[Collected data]
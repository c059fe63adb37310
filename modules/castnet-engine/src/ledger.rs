//! Cross-run cost ledger.
//!
//! Each run seeds a ledger from the job-level total persisted in
//! search_params, appends entries as external calls complete, and folds the
//! result back via `record_benchmark` — totals only ever grow.

use castnet_common::CostEntry;

#[derive(Debug)]
pub struct CostLedger {
    entries: Vec<CostEntry>,
    run_total_usd: f64,
    job_total_usd: f64,
}

impl CostLedger {
    /// Start a run-scoped ledger from the previously persisted job total.
    pub fn seeded(job_total_usd: f64) -> Self {
        Self {
            entries: Vec::new(),
            run_total_usd: 0.0,
            job_total_usd,
        }
    }

    /// Append a cost entry. The total is quantity x unit_cost unless the
    /// vendor reported an explicit total (discounts, minimum charges).
    pub fn add_cost(
        &mut self,
        provider: &str,
        unit: &str,
        quantity: f64,
        unit_cost: f64,
        explicit_total: Option<f64>,
        note: Option<String>,
    ) {
        let total_cost = explicit_total.unwrap_or(quantity * unit_cost);
        self.run_total_usd += total_cost;
        self.job_total_usd += total_cost;
        self.entries.push(CostEntry {
            provider: provider.to_string(),
            unit: unit.to_string(),
            quantity,
            unit_cost,
            total_cost,
            note,
        });
    }

    pub fn entries(&self) -> &[CostEntry] {
        &self.entries
    }

    /// Spend accrued during this run only.
    pub fn run_total_usd(&self) -> f64 {
        self.run_total_usd
    }

    /// Lifetime job spend including previous runs.
    pub fn job_total_usd(&self) -> f64 {
        self.job_total_usd
    }
}

#[cfg(test)]
mod tests {
    use super::*;

    #[test]
    fn computes_total_from_quantity_and_unit_cost() {
        let mut ledger = CostLedger::seeded(0.0);
        ledger.add_cost("scrapedeck", "compute_unit", 4.0, 0.05, None, None);
        assert_eq!(ledger.entries().len(), 1);
        assert!((ledger.run_total_usd() - 0.20).abs() < 1e-9);
    }

    #[test]
    fn explicit_total_overrides_unit_math() {
        let mut ledger = CostLedger::seeded(0.0);
        ledger.add_cost(
            "scrapedeck",
            "compute_unit",
            4.0,
            0.05,
            Some(0.15),
            Some("volume discount".to_string()),
        );
        assert!((ledger.entries()[0].total_cost - 0.15).abs() < 1e-9);
        assert!((ledger.run_total_usd() - 0.15).abs() < 1e-9);
    }

    #[test]
    fn seeded_total_is_additive_across_runs() {
        let mut ledger = CostLedger::seeded(1.25);
        ledger.add_cost("scrapedeck", "compute_unit", 1.0, 0.10, None, None);
        assert!((ledger.job_total_usd() - 1.35).abs() < 1e-9);
        assert!((ledger.run_total_usd() - 0.10).abs() < 1e-9);
    }
}
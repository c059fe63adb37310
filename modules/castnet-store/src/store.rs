use async_trait::async_trait;
use serde_json::Value;

use castnet_common::{Creator, Job, JobStatus, RunMetrics};

use crate::error::Result;

/// Resolves the merge key for a creator record. Returning None/empty hands
/// key synthesis over to the merge engine's content-hash fallback.
pub type IdentityFn<'a> = &'a (dyn Fn(&Creator) -> Option<String> + Send + Sync);

/// How a counter field is written: overwrite, or add to the stored value.
/// Streaming adapters emit deltas mid-run; batch adapters compute the full
/// count once and overwrite.
#[derive(Debug, Clone, Copy)]
pub enum CounterWrite {
    Absolute(i64),
    Delta(i64),
}

impl CounterWrite {
    /// Resulting counter value, clamped to >= 0.
    pub fn apply(self, existing: i64) -> i64 {
        match self {
            CounterWrite::Absolute(n) => n.max(0),
            CounterWrite::Delta(d) => existing.saturating_add(d).max(0),
        }
    }
}

#[derive(Debug, Clone, Default)]
pub struct ProgressUpdate {
    pub processed_runs: Option<CounterWrite>,
    pub processed_results: Option<CounterWrite>,
    pub cursor: Option<i64>,
    pub progress: Option<i16>,
    /// Shallow-merged into the search_params bag; null values are stripped
    /// before persisting.
    pub search_params_patch: Option<Value>,
}

#[derive(Debug, Clone, Copy, PartialEq, Eq)]
pub struct MergeOutcome {
    /// Deduplicated creator count after the merge.
    pub total: i64,
    /// Creators this batch added that were not already stored.
    pub new_count: i64,
}

/// The persistence contract for jobs and their result sets. All mutation of
/// the shared Job+ResultSet pair goes through this trait; the merge
/// transaction is the sole concurrency-control boundary, because concurrent
/// invocations may run in different processes.
///
/// Every mutator returns the re-fetched job so a caller chaining two
/// mutations always operates on post-first-call state.
#[async_trait]
pub trait JobStore: Send + Sync {
    /// Fetch a job. Absence is "nothing to do", never an error.
    async fn load(&self, id: &str) -> Result<Option<Job>>;

    /// Insert a freshly submitted job.
    async fn create(&self, job: &Job) -> Result<()>;

    /// status -> processing, started_at := existing or now. Idempotent, and
    /// a no-op against a terminal job.
    async fn mark_processing(&self, id: &str) -> Result<Job>;

    /// Write progress counters/cursor/progress and optionally patch the
    /// search_params bag. Counters clamp to >= 0; the progress write applies
    /// a monotonic floor (never below the stored checkpoint). No-op on
    /// terminal jobs.
    async fn record_progress(&self, id: &str, update: ProgressUpdate) -> Result<Job>;

    /// The idempotent write path: fold a batch into the stored deduplicated
    /// set. Read-union-write happens in one transaction that first re-checks
    /// status; if another invocation already finalized the job this merge is
    /// skipped entirely and prior totals are returned with new_count = 0.
    async fn merge_creators(
        &self,
        id: &str,
        batch: Vec<Creator>,
        identity: IdentityFn<'_>,
    ) -> Result<MergeOutcome>;

    /// Non-incremental overwrite for adapters that recompute their full
    /// result set each run. Same terminal-status guard as merge. Returns the
    /// stored total.
    async fn replace_creators(&self, id: &str, batch: Vec<Creator>) -> Result<i64>;

    /// Shallow-merge a patch into search_params, stripping null values.
    async fn update_search_params(&self, id: &str, patch: Value) -> Result<Job>;

    /// Terminal transition. progress := 100 only on Completed. Never
    /// overwrites an already-terminal status.
    async fn complete(&self, id: &str, status: JobStatus, error: Option<String>) -> Result<Job>;

    /// Persist the latest run metrics snapshot and roll its api-call count
    /// and run cost into the job-level totals.
    async fn record_benchmark(&self, id: &str, metrics: &RunMetrics) -> Result<Job>;

    /// Stored deduplicated creators for a job. Empty if no merge/replace has
    /// happened yet.
    async fn load_creators(&self, id: &str) -> Result<Vec<Creator>>;
}

/// Shallow merge of `patch` into `target` (both expected to be JSON objects).
/// Null values in the patch are dropped rather than written, so a bag
/// contaminated with nulls can never corrupt the stored document.
pub(crate) fn merge_params_patch(target: &mut Value, patch: &Value) {
    let Some(patch_map) = patch.as_object() else {
        return;
    };
    if !target.is_object() {
        *target = Value::Object(serde_json::Map::new());
    }
    let target_map = target.as_object_mut().expect("target coerced to object above");
    for (key, value) in patch_map {
        if value.is_null() {
            continue;
        }
        target_map.insert(key.clone(), value.clone());
    }
}

#[cfg(test)]
mod tests {
    use super::*;
    use serde_json::json;

    #[test]
    fn counter_write_clamps_negative() {
        assert_eq!(CounterWrite::Absolute(-5).apply(10), 0);
        assert_eq!(CounterWrite::Delta(-20).apply(10), 0);
        assert_eq!(CounterWrite::Delta(5).apply(10), 15);
        assert_eq!(CounterWrite::Absolute(7).apply(10), 7);
    }

    #[test]
    fn patch_strips_nulls() {
        let mut target = json!({"a": 1, "b": "keep"});
        merge_params_patch(&mut target, &json!({"a": 2, "b": null, "c": [1, 2]}));
        assert_eq!(target, json!({"a": 2, "b": "keep", "c": [1, 2]}));
    }

    #[test]
    fn patch_is_shallow() {
        let mut target = json!({"state": {"runner": "keyword_search", "page": 1}});
        merge_params_patch(&mut target, &json!({"state": {"runner": "keyword_search", "page": 2}}));
        assert_eq!(target["state"]["page"], 2);
        assert_eq!(target["state"]["runner"], "keyword_search");
    }

    #[test]
    fn non_object_patch_is_ignored() {
        let mut target = json!({"a": 1});
        merge_params_patch(&mut target, &json!("junk"));
        assert_eq!(target, json!({"a": 1}));
    }
}
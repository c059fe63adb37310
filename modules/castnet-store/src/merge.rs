//! Merge/dedup engine — pure functions shared by every store backend.
//!
//! Folds an incoming creator batch into the existing deduplicated set without
//! duplicating identity and without dropping records that lack one. Stores
//! wrap these in a transaction that re-checks job status (see `JobStore`).

use std::collections::HashMap;

use castnet_common::Creator;

use crate::store::IdentityFn;

/// Default identity resolver: the normalized identity field, falling back to
/// username. Empty strings defer to the content-hash fallback.
pub fn identity_key(creator: &Creator) -> Option<String> {
    if !creator.identity.trim().is_empty() {
        return Some(creator.identity.clone());
    }
    creator.username.as_ref().filter(|u| !u.trim().is_empty()).cloned()
}

/// Case-insensitive, whitespace-trimmed key comparison.
fn normalize_key(key: &str) -> String {
    key.trim().to_lowercase()
}

/// Fast hash for fallback keys. Not cryptographic.
fn content_hash(content: &str) -> u64 {
    use std::hash::{Hash, Hasher};
    let mut hasher = std::collections::hash_map::DefaultHasher::new();
    content.hash(&mut hasher);
    hasher.finish()
}

/// Synthesized key for creators with no resolvable identity, derived from the
/// record content so distinct entries stay distinct while literal resubmissions
/// of the same record still collide.
fn fallback_key(creator: &Creator) -> String {
    let serialized = serde_json::to_string(creator).unwrap_or_default();
    format!("anon:{:x}", content_hash(&serialized))
}

fn resolve_key(creator: &Creator, identity: IdentityFn<'_>) -> String {
    match identity(creator).map(|k| normalize_key(&k)) {
        Some(key) if !key.is_empty() => key,
        _ => fallback_key(creator),
    }
}

/// Deduplicated union of `existing` (already deduplicated) and `batch`,
/// keyed by identity, last write wins per key so an enrichment pass can
/// overwrite a thinner earlier record. Existing order is preserved; new keys
/// append in batch order. Returns (union, new_count).
pub fn merge_batches(
    existing: &[Creator],
    batch: &[Creator],
    identity: IdentityFn<'_>,
) -> (Vec<Creator>, usize) {
    let mut order: Vec<String> = Vec::with_capacity(existing.len() + batch.len());
    let mut by_key: HashMap<String, Creator> = HashMap::with_capacity(existing.len() + batch.len());

    for creator in existing {
        let key = resolve_key(creator, identity);
        if !by_key.contains_key(&key) {
            order.push(key.clone());
        }
        by_key.insert(key, creator.clone());
    }
    let before = by_key.len();

    for creator in batch {
        let key = resolve_key(creator, identity);
        if !by_key.contains_key(&key) {
            order.push(key.clone());
        }
        by_key.insert(key, creator.clone());
    }

    let new_count = by_key.len().saturating_sub(before);
    let union = order
        .into_iter()
        .filter_map(|key| by_key.remove(&key))
        .collect();
    (union, new_count)
}
//! Provider adapter contract.

use std::sync::Arc;

use async_trait::async_trait;
use chrono::Utc;
use serde::Serialize;
use tracing::info;

use castnet_common::{EngineConfig, Job, JobStatus, RunMetrics};
use castnet_store::JobStore;

use crate::continuation::StopReason;
use crate::error::Result;
use crate::expansion::KeywordExpander;
use crate::retry::RetryPolicy;
use crate::source::SourceClient;

#[derive(Debug, Clone, Copy, PartialEq, Eq, Serialize)]
#[serde(rename_all = "snake_case")]
pub enum RunStatus {
    Completed,
    Partial,
    Error,
}

/// The uniform result every adapter run reports back through the dispatcher.
/// `has_more` is the engine's only signal to the external scheduler.
#[derive(Debug, Clone, Serialize)]
pub struct RunOutcome {
    pub status: RunStatus,
    pub processed_results: i64,
    pub cursor: i64,
    pub has_more: bool,
    pub metrics: RunMetrics,
}

/// Everything an adapter needs for one invocation. Passed in explicitly —
/// adapters hold no state of their own, and there are no process-global
/// caches shared between jobs.
pub struct RunContext {
    pub store: Arc<dyn JobStore>,
    pub source: Arc<dyn SourceClient>,
    pub expander: Arc<dyn KeywordExpander>,
    pub config: EngineConfig,
    pub retry: RetryPolicy,
}

/// Platform-specific fetch -> normalize -> merge -> continue cycle. One run
/// is a state machine per invocation; the job's full lifecycle spans many.
#[async_trait]
pub trait ProviderAdapter: Send + Sync {
    fn name(&self) -> &'static str;

    /// Whether this adapter claims the job. Dispatch evaluates adapters in
    /// declaration order, first match wins.
    fn matches(&self, job: &Job) -> bool;

    async fn run(&self, job: &Job, ctx: &RunContext) -> Result<RunOutcome>;
}

/// Finalize a job as completed and build the terminal outcome. Shared by the
/// precondition short-circuit and end-of-run stopping paths.
pub(crate) async fn finalize_completed(
    job_id: &str,
    reason: StopReason,
    metrics: RunMetrics,
    ctx: &RunContext,
) -> Result<RunOutcome> {
    info!(job_id, reason = reason.as_str(), "Finalizing search job");
    let job = ctx.store.complete(job_id, JobStatus::Completed, None).await?;
    Ok(RunOutcome {
        status: RunStatus::Completed,
        processed_results: job.processed_results,
        cursor: job.cursor,
        has_more: false,
        metrics,
    })
}

/// Empty metrics for runs that finalize before doing any work.
pub(crate) fn idle_metrics() -> RunMetrics {
    let now = Utc::now();
    let mut metrics = RunMetrics::started(now);
    metrics.finished_at = Some(now);
    metrics
}
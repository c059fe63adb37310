use std::collections::HashMap;
use std::env;

use crate::types::Platform;

/// Per-platform external-call limits, resolved by platform tag. Adapters
/// must read these instead of hardcoding budgets.
#[derive(Debug, Clone, Copy)]
pub struct PlatformLimits {
    /// Cap on external API calls a job may make across its whole lifetime.
    pub max_api_calls: u32,
    /// Delay the external scheduler should wait before re-invoking a job
    /// that returned has_more=true.
    pub continuation_delay_ms: u64,
}

/// Engine configuration loaded from environment variables, with defaults
/// that work for local development.
#[derive(Debug, Clone)]
pub struct EngineConfig {
    /// A run numbered past this finalizes with reason max_runs_reached.
    pub max_continuation_runs: u32,
    /// Back-to-back runs adding zero new creators before the job is judged
    /// exhausted.
    pub max_consecutive_empty_runs: u32,
    /// Bounded fan-out for concurrent external fetches within one run.
    pub fetch_fan_out: usize,
    /// Keyword units attempted per keyword-search run.
    pub keywords_per_run: usize,
    /// Handles popped from the queue per similar-creators run.
    pub handles_per_run: usize,
    /// Cap on discovered handles waiting in a similar-creators queue.
    pub handle_queue_cap: usize,
    /// Items requested per external call.
    pub batch_limit: u32,
    limits: HashMap<Platform, PlatformLimits>,
}

impl Default for EngineConfig {
    fn default() -> Self {
        let mut limits = HashMap::new();
        limits.insert(
            Platform::Tiktok,
            PlatformLimits { max_api_calls: 200, continuation_delay_ms: 30_000 },
        );
        limits.insert(
            Platform::Instagram,
            PlatformLimits { max_api_calls: 200, continuation_delay_ms: 45_000 },
        );
        limits.insert(
            Platform::Youtube,
            PlatformLimits { max_api_calls: 150, continuation_delay_ms: 60_000 },
        );
        Self {
            max_continuation_runs: 20,
            max_consecutive_empty_runs: 3,
            fetch_fan_out: 4,
            keywords_per_run: 5,
            handles_per_run: 3,
            handle_queue_cap: 25,
            batch_limit: 50,
            limits,
        }
    }
}

impl EngineConfig {
    pub fn from_env() -> Self {
        let mut config = Self::default();
        config.max_continuation_runs = env_u32("CASTNET_MAX_CONTINUATION_RUNS", config.max_continuation_runs);
        config.max_consecutive_empty_runs =
            env_u32("CASTNET_MAX_CONSECUTIVE_EMPTY_RUNS", config.max_consecutive_empty_runs);
        config.fetch_fan_out = env_u32("CASTNET_FETCH_FAN_OUT", config.fetch_fan_out as u32) as usize;
        config.keywords_per_run = env_u32("CASTNET_KEYWORDS_PER_RUN", config.keywords_per_run as u32) as usize;
        config.handles_per_run = env_u32("CASTNET_HANDLES_PER_RUN", config.handles_per_run as u32) as usize;
        config.batch_limit = env_u32("CASTNET_BATCH_LIMIT", config.batch_limit);
        for (platform, limits) in config.limits.iter_mut() {
            let prefix = format!("CASTNET_{}", platform.as_str().to_uppercase());
            limits.max_api_calls = env_u32(&format!("{prefix}_MAX_API_CALLS"), limits.max_api_calls);
            limits.continuation_delay_ms = env_u32(
                &format!("{prefix}_CONTINUATION_DELAY_MS"),
                limits.continuation_delay_ms as u32,
            ) as u64;
        }
        config
    }

    pub fn limits(&self, platform: Platform) -> PlatformLimits {
        self.limits.get(&platform).copied().unwrap_or(PlatformLimits {
            max_api_calls: 100,
            continuation_delay_ms: 60_000,
        })
    }

    pub fn set_limits(&mut self, platform: Platform, limits: PlatformLimits) {
        self.limits.insert(platform, limits);
    }
}

fn env_u32(key: &str, default: u32) -> u32 {
    env::var(key).ok().and_then(|v| v.parse().ok()).unwrap_or(default)
}

#[cfg(test)]
mod tests {
    use super::*;

    #[test]
    fn defaults_resolve_per_platform() {
        let config = EngineConfig::default();
        assert_eq!(config.limits(Platform::Tiktok).max_api_calls, 200);
        assert_eq!(config.limits(Platform::Youtube).continuation_delay_ms, 60_000);
        assert_eq!(config.max_consecutive_empty_runs, 3);
    }

    #[test]
    fn limits_can_be_overridden() {
        let mut config = EngineConfig::default();
        config.set_limits(
            Platform::Tiktok,
            PlatformLimits { max_api_calls: 5, continuation_delay_ms: 10 },
        );
        assert_eq!(config.limits(Platform::Tiktok).max_api_calls, 5);
    }
}
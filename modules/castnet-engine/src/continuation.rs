//! Stopping-condition checks shared by every adapter.
//!
//! All inputs come from the job row and its persisted search_params, so the
//! same decision is reached after a process restart.

use castnet_common::{EngineConfig, Job, PlatformLimits};

#[derive(Debug, Clone, Copy, PartialEq, Eq)]
pub(crate) enum StopReason {
    TargetReached,
    MaxRunsReached,
    ConsecutiveEmptyRuns,
    KeywordsExhausted,
    QueueExhausted,
}

impl StopReason {
    pub(crate) fn as_str(&self) -> &'static str {
        match self {
            StopReason::TargetReached => "target_reached",
            StopReason::MaxRunsReached => "max_runs_reached",
            StopReason::ConsecutiveEmptyRuns => "consecutive_empty_runs",
            StopReason::KeywordsExhausted => "keywords_exhausted",
            StopReason::QueueExhausted => "queue_exhausted",
        }
    }
}

/// Checks evaluated before any new work is attempted. Budget is handled
/// separately because it is an error path, not a completion.
pub(crate) fn pre_run_stop(job: &Job, config: &EngineConfig, run_number: u32) -> Option<StopReason> {
    if job.target_reached() {
        return Some(StopReason::TargetReached);
    }
    if run_number > config.max_continuation_runs {
        return Some(StopReason::MaxRunsReached);
    }
    if job.search_params.consecutive_empty_runs >= config.max_consecutive_empty_runs {
        return Some(StopReason::ConsecutiveEmptyRuns);
    }
    None
}

/// External calls the job may still make in its lifetime.
pub(crate) fn remaining_budget(api_calls_used: u32, limits: PlatformLimits) -> i64 {
    limits.max_api_calls as i64 - api_calls_used as i64
}

/// End-of-run continuation decision.
pub(crate) fn wants_more(
    target_reached: bool,
    run_number: u32,
    consecutive_empty_runs: u32,
    work_exhausted: bool,
    config: &EngineConfig,
) -> bool {
    !(target_reached
        || run_number >= config.max_continuation_runs
        || consecutive_empty_runs >= config.max_consecutive_empty_runs
        || work_exhausted)
}
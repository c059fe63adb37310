pub mod config;
pub mod progress;
pub mod types;

pub use config::{EngineConfig, PlatformLimits};
pub use progress::progress_pct;
pub use types::*;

■ **GOAL OF THE EXERCISE**
Above are some records; copy exactly the lines from the one with "Deduplicated union of" through the one with "let mut order: Vec<String>", both included, and no others.

■ **THE COMPLETED TASK**
/// Deduplicated union of `existing` (already deduplicated) and `batch`,
/// keyed by identity, last write wins per key so an enrichment pass can
/// overwrite a thinner earlier record. Existing order is preserved; new keys
/// append in batch order. Returns (union, new_count).
pub fn merge_batches(
    existing: &[Creator],
    batch: &[Creator],
    identity: IdentityFn<'_>,
) -> (Vec<Creator>, usize) {
    let mut order: Vec<String> = Vec::with_capacity(existing.len() + batch.len());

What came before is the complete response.